WHAT TO DO: Repeat, exactly as written, the lines of the records below from the first through the line with "self.overflows.load(Ordering::Relaxed)", but none past it.

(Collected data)
━━━━━━━━━━━━━━━━
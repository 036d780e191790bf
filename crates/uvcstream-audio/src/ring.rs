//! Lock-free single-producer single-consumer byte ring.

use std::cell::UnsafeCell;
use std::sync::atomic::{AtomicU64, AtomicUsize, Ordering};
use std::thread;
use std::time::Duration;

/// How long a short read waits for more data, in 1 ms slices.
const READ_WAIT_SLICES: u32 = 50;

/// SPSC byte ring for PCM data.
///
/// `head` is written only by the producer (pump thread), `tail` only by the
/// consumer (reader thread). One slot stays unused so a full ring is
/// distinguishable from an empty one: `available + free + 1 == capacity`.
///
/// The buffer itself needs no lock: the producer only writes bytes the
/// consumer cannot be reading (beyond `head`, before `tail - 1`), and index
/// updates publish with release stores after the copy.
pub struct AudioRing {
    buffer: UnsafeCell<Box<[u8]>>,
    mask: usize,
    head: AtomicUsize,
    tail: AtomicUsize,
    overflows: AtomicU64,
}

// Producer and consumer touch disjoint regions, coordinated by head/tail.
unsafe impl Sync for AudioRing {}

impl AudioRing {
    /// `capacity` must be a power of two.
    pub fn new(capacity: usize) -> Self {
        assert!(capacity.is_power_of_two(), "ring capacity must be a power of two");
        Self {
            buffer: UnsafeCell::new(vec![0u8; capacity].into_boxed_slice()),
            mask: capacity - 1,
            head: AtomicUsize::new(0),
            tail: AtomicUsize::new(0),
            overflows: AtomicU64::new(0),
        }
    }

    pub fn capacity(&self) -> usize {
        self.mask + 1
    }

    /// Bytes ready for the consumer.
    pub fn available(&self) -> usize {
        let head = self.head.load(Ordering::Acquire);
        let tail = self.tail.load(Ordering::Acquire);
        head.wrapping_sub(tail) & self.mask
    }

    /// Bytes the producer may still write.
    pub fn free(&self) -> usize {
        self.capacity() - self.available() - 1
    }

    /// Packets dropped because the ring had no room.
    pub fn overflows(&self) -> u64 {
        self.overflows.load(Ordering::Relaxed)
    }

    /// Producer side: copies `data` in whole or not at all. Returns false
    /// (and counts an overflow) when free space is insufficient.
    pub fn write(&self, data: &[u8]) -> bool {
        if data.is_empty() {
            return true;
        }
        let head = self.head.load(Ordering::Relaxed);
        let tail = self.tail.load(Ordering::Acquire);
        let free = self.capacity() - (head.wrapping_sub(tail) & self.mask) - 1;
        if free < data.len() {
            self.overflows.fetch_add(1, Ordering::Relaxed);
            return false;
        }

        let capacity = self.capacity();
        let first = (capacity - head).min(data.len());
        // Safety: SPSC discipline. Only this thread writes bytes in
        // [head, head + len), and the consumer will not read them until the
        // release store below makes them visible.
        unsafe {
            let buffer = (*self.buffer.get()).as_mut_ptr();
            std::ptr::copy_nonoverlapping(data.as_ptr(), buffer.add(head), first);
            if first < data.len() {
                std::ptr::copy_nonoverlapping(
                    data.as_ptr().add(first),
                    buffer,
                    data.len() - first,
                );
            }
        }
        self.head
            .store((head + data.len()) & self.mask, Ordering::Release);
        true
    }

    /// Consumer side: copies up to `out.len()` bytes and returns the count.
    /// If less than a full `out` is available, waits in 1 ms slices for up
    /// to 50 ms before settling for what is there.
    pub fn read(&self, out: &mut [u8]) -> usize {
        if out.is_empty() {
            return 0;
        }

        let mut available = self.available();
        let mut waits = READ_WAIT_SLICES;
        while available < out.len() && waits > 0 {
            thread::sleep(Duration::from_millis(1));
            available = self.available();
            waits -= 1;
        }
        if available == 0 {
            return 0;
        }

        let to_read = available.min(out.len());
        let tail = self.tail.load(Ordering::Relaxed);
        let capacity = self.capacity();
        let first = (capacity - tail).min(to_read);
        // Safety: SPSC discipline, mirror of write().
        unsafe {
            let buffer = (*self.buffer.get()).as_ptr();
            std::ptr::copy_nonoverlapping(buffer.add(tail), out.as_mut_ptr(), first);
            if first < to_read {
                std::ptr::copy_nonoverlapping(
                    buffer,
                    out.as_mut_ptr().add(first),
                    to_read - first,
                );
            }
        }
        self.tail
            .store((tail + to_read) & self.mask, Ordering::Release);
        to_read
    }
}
━━━━━━━━━━━━━━━━
REPLY TO THE EXERCISE:
repository 036d780e191790bf
filename crates/uvcstream-audio/src/ring.rs
//! Lock-free single-producer single-consumer byte ring.

use std::cell::UnsafeCell;
use std::sync::atomic::{AtomicU64, AtomicUsize, Ordering};
use std::thread;
use std::time::Duration;

/// How long a short read waits for more data, in 1 ms slices.
const READ_WAIT_SLICES: u32 = 50;

/// SPSC byte ring for PCM data.
///
/// `head` is written only by the producer (pump thread), `tail` only by the
/// consumer (reader thread). One slot stays unused so a full ring is
/// distinguishable from an empty one: `available + free + 1 == capacity`.
///
/// The buffer itself needs no lock: the producer only writes bytes the
/// consumer cannot be reading (beyond `head`, before `tail - 1`), and index
/// updates publish with release stores after the copy.
pub struct AudioRing {
    buffer: UnsafeCell<Box<[u8]>>,
    mask: usize,
    head: AtomicUsize,
    tail: AtomicUsize,
    overflows: AtomicU64,
}

// Producer and consumer touch disjoint regions, coordinated by head/tail.
unsafe impl Sync for AudioRing {}

impl AudioRing {
    /// `capacity` must be a power of two.
    pub fn new(capacity: usize) -> Self {
        assert!(capacity.is_power_of_two(), "ring capacity must be a power of two");
        Self {
            buffer: UnsafeCell::new(vec![0u8; capacity].into_boxed_slice()),
            mask: capacity - 1,
            head: AtomicUsize::new(0),
            tail: AtomicUsize::new(0),
            overflows: AtomicU64::new(0),
        }
    }

    pub fn capacity(&self) -> usize {
        self.mask + 1
    }

    /// Bytes ready for the consumer.
    pub fn available(&self) -> usize {
        let head = self.head.load(Ordering::Acquire);
        let tail = self.tail.load(Ordering::Acquire);
        head.wrapping_sub(tail) & self.mask
    }

    /// Bytes the producer may still write.
    pub fn free(&self) -> usize {
        self.capacity() - self.available() - 1
    }

    /// Packets dropped because the ring had no room.
    pub fn overflows(&self) -> u64 {
        self.overflows.load(Ordering::Relaxed)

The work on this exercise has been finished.